— Work required —
Since only a count is wanted, work out how many lines in the material below contain the word "pairs" and return that number.

— Data for processing —
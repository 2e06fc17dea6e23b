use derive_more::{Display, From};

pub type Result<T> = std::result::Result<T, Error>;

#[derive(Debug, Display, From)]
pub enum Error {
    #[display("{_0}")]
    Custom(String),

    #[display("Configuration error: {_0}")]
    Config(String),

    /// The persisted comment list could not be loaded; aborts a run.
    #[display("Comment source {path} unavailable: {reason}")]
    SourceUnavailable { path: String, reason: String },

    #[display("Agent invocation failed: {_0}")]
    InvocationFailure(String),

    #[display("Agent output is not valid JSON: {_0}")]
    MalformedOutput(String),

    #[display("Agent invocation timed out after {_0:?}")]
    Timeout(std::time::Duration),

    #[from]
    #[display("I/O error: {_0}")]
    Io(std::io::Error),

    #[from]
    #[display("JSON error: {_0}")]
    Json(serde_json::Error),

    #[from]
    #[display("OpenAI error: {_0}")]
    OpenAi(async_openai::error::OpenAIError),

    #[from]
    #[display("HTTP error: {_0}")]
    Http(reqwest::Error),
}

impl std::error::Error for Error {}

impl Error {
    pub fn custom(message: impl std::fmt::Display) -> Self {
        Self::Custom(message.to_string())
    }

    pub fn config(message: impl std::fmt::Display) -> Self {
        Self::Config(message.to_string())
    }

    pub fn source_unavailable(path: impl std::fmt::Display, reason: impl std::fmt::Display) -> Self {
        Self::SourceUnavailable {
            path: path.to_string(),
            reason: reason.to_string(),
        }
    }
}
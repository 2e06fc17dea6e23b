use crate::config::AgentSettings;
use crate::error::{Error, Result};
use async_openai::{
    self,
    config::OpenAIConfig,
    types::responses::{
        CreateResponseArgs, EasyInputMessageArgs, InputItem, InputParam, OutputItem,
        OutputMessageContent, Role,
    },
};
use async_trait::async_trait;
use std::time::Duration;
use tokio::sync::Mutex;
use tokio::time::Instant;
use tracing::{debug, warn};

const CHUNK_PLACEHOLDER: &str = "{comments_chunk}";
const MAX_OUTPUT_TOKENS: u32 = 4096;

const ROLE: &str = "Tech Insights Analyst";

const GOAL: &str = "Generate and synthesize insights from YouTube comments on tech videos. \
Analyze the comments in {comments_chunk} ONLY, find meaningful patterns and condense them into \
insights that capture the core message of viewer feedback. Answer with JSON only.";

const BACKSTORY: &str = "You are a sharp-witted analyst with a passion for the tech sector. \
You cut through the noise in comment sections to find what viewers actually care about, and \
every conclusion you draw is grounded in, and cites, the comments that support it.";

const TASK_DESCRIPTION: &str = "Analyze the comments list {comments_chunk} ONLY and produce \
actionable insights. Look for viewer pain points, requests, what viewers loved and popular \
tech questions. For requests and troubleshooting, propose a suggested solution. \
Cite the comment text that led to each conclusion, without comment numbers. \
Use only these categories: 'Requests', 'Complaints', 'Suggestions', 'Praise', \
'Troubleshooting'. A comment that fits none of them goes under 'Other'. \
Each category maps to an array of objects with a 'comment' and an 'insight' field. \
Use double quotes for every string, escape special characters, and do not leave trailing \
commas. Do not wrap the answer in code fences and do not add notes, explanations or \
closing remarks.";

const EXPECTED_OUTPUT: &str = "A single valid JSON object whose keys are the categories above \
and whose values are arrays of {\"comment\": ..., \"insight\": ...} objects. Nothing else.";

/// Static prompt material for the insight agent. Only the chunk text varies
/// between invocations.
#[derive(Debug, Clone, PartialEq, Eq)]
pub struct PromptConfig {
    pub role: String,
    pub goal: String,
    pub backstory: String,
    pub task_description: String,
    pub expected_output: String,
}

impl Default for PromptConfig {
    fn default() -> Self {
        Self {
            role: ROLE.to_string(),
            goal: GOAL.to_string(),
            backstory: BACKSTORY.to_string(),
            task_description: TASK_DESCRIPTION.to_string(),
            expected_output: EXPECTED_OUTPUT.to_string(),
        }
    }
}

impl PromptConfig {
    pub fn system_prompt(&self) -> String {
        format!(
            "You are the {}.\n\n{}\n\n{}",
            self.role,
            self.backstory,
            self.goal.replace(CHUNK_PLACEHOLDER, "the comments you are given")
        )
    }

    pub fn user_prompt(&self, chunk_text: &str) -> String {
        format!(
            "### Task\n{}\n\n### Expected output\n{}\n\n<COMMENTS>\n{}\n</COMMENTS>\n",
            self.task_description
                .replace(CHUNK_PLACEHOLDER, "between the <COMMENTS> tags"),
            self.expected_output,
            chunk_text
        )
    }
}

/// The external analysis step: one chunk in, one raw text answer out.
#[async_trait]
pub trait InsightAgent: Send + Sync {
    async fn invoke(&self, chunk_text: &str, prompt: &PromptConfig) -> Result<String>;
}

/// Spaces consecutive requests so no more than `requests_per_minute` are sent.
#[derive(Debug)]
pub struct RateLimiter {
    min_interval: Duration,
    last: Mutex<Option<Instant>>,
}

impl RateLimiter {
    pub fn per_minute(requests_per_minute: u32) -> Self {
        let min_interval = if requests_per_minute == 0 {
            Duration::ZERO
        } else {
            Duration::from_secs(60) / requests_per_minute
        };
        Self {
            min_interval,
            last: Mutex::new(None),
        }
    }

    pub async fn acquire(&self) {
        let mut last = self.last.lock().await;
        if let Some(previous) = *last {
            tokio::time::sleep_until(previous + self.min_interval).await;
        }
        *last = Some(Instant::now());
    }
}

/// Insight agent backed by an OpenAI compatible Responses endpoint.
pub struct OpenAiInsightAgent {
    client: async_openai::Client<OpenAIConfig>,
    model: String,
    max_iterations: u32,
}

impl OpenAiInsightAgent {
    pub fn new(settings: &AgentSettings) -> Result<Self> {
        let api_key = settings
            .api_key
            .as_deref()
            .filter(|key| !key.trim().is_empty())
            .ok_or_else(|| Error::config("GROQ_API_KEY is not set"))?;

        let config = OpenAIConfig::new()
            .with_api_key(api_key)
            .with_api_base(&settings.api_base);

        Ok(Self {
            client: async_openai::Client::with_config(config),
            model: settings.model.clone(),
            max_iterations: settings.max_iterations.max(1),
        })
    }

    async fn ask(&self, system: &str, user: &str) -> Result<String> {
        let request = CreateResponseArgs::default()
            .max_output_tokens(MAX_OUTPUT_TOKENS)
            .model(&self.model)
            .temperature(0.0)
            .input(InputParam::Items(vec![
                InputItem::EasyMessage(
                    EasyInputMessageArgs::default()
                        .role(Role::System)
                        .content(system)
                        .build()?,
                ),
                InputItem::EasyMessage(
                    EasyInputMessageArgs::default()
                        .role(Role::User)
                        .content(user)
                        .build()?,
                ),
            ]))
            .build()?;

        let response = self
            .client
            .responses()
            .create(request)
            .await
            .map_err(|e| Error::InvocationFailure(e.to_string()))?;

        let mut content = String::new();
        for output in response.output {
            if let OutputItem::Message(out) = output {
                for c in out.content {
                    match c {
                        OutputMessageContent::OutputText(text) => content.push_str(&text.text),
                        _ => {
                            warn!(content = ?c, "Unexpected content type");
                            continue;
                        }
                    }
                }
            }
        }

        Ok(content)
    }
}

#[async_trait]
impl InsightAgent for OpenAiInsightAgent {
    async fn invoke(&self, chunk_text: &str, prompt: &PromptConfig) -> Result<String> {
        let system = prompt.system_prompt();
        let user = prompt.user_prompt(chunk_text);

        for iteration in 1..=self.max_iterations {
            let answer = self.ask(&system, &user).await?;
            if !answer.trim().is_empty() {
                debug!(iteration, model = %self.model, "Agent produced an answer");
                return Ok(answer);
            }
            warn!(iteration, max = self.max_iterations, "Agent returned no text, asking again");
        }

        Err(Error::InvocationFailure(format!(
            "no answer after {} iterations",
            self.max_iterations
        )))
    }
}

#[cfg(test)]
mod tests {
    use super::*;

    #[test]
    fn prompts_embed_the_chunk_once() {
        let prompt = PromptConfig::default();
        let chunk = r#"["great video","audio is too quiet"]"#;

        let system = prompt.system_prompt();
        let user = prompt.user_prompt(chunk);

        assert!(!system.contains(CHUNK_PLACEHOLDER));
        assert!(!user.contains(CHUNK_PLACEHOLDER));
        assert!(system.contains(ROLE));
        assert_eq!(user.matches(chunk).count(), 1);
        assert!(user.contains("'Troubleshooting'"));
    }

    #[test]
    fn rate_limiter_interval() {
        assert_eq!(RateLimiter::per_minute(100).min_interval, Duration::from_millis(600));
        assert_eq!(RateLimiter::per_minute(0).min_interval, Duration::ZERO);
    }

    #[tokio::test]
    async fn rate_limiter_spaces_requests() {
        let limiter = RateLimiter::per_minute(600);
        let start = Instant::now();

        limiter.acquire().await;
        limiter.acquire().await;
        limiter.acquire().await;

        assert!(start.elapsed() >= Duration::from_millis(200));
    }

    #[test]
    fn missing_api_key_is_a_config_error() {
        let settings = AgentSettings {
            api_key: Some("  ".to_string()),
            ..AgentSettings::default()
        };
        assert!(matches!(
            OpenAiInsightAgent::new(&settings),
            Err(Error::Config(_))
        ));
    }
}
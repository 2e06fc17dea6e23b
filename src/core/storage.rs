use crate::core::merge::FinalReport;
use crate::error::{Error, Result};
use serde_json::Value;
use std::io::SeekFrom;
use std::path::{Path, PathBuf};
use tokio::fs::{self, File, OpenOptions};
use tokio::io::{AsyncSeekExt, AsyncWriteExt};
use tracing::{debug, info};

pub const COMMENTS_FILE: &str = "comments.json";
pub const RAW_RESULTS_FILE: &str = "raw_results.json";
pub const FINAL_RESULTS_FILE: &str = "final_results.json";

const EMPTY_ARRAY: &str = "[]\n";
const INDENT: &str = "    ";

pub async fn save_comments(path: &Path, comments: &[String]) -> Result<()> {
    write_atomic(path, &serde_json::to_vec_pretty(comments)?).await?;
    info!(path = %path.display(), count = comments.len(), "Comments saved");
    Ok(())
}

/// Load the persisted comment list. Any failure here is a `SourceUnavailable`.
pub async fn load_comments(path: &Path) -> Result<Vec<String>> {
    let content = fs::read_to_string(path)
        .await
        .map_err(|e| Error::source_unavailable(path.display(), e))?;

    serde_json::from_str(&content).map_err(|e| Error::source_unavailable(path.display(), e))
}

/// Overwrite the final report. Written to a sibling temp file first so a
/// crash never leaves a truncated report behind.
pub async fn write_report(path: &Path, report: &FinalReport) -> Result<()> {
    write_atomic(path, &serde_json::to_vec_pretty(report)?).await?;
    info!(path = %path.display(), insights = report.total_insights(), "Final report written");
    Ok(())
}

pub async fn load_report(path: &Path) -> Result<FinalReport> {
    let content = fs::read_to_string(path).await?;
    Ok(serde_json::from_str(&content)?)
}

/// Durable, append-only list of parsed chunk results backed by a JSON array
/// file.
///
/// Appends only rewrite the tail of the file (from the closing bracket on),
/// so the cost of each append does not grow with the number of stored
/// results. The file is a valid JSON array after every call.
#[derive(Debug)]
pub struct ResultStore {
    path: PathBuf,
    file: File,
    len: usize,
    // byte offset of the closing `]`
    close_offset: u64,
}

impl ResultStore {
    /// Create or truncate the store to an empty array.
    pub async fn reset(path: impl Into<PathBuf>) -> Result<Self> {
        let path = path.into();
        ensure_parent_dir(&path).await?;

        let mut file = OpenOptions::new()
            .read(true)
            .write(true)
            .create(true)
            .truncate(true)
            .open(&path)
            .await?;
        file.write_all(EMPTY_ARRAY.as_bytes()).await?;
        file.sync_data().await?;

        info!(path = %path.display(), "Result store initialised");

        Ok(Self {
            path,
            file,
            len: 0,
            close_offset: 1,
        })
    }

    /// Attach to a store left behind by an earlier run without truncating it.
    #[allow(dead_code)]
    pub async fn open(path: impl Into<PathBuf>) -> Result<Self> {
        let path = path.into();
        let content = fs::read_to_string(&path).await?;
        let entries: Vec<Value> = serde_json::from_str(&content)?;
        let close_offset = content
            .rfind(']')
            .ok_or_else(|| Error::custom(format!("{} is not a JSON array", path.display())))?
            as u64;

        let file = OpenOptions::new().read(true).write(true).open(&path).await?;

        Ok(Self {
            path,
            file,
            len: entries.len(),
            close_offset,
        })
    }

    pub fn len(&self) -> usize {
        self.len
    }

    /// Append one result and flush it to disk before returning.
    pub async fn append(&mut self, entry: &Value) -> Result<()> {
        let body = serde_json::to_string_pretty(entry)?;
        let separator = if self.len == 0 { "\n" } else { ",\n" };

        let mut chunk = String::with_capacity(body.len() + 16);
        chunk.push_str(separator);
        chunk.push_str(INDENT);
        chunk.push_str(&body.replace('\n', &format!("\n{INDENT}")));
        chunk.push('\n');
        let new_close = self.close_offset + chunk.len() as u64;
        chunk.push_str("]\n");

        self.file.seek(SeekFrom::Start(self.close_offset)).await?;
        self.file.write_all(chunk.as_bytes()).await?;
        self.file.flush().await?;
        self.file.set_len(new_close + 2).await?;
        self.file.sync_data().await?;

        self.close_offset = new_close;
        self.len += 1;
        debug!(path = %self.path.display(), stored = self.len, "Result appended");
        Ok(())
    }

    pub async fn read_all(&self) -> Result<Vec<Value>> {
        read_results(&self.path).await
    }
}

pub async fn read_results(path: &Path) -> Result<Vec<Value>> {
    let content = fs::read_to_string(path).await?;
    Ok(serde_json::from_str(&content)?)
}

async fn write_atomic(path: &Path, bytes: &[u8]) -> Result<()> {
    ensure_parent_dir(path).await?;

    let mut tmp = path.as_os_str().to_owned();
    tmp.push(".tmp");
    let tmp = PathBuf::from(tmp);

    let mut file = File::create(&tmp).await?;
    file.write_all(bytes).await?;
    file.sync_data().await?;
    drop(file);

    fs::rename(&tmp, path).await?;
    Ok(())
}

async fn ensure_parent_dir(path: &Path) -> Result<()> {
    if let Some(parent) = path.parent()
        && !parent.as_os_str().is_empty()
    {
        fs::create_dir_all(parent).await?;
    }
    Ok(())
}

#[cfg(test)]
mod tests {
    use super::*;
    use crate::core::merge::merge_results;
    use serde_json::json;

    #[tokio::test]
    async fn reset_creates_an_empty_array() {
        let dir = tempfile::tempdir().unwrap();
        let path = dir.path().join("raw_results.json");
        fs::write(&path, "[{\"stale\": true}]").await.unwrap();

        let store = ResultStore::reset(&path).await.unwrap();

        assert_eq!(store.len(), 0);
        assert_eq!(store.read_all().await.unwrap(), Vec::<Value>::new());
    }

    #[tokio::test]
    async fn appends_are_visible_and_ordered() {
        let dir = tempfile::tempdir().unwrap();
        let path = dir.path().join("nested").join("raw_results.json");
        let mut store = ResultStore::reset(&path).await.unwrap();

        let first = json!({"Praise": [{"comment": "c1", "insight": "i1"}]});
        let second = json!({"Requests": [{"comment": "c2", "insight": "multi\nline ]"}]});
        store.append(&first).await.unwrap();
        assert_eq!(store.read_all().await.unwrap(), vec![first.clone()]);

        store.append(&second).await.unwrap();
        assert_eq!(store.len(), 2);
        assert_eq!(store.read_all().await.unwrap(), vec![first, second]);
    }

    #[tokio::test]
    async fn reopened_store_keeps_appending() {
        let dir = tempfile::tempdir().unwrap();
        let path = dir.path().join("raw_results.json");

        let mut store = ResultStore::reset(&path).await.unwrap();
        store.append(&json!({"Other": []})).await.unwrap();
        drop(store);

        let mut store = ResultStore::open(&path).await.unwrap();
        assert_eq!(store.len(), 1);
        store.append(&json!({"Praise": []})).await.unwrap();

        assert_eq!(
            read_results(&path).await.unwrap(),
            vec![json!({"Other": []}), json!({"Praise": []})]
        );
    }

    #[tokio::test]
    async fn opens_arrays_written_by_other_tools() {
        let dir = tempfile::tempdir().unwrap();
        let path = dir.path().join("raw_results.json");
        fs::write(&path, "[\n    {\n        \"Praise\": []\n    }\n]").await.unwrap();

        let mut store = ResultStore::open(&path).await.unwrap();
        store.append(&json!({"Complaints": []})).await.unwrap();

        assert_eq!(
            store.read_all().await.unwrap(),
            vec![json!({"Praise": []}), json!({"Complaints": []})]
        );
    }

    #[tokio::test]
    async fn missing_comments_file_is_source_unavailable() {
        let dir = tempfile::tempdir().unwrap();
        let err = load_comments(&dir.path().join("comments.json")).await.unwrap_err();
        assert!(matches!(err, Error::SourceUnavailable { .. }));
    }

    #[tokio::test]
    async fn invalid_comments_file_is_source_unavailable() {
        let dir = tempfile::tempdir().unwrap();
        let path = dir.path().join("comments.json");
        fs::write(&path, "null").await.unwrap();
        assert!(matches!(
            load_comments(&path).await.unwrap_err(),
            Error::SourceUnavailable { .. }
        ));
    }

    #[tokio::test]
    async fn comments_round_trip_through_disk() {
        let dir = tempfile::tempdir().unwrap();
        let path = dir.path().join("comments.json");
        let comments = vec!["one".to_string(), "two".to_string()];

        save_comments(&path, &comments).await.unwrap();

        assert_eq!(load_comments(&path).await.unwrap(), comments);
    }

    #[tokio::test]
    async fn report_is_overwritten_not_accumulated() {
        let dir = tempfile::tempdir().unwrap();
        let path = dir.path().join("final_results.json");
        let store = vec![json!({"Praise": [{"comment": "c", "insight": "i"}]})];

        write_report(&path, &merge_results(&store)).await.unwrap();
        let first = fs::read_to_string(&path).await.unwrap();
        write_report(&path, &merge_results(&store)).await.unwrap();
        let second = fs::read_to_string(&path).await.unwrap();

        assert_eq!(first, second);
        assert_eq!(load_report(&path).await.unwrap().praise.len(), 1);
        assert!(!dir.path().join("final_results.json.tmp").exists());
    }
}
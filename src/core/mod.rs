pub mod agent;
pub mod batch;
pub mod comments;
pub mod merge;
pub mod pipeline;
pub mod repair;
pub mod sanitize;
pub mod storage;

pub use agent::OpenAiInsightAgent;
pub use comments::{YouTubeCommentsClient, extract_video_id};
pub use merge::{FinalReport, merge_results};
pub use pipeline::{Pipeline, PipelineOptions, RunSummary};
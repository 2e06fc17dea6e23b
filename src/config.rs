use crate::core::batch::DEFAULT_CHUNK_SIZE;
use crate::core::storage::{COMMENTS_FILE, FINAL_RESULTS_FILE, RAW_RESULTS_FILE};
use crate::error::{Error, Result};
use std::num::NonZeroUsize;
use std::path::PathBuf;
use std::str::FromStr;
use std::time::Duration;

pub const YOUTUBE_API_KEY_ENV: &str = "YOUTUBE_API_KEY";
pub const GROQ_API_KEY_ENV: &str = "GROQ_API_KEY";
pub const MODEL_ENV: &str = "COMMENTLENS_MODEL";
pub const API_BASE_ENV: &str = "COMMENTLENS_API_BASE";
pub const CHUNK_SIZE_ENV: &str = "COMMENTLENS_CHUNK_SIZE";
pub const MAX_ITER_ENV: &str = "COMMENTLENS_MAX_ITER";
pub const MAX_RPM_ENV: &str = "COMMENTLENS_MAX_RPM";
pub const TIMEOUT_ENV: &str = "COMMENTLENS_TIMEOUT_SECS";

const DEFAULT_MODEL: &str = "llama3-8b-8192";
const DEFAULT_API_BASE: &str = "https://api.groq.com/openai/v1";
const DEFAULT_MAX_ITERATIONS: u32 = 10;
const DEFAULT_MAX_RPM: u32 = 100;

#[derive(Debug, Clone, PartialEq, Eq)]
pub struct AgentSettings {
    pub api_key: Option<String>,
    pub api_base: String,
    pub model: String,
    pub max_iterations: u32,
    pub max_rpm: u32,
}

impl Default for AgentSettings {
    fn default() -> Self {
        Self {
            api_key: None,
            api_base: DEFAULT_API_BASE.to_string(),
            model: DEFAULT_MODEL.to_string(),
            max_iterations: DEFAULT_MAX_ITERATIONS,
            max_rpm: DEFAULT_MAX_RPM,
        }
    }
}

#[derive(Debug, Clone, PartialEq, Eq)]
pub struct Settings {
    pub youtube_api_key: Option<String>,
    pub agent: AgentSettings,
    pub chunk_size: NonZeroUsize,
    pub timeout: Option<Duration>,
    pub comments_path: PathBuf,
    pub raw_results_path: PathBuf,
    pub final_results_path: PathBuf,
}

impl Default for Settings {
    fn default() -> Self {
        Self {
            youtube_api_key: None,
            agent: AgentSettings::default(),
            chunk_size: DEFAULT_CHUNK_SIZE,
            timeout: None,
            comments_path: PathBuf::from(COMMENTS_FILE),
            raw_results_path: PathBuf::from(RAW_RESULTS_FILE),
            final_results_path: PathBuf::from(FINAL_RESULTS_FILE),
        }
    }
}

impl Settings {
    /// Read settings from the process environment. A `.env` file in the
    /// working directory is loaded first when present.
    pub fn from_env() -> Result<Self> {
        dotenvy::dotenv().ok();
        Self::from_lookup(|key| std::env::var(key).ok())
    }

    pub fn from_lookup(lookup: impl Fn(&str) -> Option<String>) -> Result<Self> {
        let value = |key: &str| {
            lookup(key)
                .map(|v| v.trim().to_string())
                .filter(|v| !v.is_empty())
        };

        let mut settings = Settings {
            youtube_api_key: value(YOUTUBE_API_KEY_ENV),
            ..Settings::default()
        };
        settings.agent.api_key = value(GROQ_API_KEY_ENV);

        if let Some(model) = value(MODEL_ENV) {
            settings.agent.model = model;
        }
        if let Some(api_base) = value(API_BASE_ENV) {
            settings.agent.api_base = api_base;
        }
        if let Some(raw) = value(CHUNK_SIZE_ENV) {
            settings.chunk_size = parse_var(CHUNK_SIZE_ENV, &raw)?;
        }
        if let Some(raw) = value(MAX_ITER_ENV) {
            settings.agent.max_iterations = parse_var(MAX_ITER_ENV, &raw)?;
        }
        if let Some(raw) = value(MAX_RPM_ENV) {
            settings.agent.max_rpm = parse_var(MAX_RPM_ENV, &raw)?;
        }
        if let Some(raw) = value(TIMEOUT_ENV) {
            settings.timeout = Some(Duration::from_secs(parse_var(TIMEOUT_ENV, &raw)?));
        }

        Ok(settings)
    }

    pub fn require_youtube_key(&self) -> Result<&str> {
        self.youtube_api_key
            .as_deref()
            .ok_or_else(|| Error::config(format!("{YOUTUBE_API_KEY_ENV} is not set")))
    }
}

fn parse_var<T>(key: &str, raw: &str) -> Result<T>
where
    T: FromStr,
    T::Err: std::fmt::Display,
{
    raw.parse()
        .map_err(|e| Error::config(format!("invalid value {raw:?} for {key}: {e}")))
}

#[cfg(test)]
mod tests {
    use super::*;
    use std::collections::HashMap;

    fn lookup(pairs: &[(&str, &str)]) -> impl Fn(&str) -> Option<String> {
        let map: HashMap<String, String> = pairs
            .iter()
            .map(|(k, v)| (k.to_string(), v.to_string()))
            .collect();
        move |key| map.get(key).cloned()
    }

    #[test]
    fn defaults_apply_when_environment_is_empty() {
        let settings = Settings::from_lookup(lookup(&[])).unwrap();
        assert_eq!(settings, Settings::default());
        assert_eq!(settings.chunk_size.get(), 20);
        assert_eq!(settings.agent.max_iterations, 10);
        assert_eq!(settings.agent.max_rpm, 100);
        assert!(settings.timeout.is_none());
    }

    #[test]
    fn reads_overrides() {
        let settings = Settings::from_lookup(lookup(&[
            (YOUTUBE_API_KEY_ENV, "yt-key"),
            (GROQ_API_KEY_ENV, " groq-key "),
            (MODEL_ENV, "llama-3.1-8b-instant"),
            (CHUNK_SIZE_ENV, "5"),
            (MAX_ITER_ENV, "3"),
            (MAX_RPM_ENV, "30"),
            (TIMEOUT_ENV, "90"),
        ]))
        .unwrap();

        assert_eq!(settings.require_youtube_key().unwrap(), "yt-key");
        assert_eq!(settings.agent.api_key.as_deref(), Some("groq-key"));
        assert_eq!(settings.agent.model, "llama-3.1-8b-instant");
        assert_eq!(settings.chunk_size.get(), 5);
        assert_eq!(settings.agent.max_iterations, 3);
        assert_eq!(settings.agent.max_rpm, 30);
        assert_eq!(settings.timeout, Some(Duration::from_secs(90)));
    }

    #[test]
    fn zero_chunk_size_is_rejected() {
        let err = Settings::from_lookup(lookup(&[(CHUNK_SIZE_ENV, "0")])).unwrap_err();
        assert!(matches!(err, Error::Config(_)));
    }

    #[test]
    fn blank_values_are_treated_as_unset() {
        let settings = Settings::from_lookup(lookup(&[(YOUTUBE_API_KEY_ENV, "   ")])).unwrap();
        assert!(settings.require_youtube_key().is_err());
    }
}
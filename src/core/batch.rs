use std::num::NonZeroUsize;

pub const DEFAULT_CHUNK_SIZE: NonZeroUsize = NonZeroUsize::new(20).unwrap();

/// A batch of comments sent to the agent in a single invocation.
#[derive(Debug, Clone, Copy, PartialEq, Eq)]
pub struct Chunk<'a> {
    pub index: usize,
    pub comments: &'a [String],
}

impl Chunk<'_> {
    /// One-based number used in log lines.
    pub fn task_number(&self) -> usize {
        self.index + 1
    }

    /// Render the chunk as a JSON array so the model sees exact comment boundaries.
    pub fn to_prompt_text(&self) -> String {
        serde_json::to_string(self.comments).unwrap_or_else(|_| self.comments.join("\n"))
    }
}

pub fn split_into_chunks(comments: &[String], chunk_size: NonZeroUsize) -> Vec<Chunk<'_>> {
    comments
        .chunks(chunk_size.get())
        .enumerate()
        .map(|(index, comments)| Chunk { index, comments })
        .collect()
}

— Response to the task —
2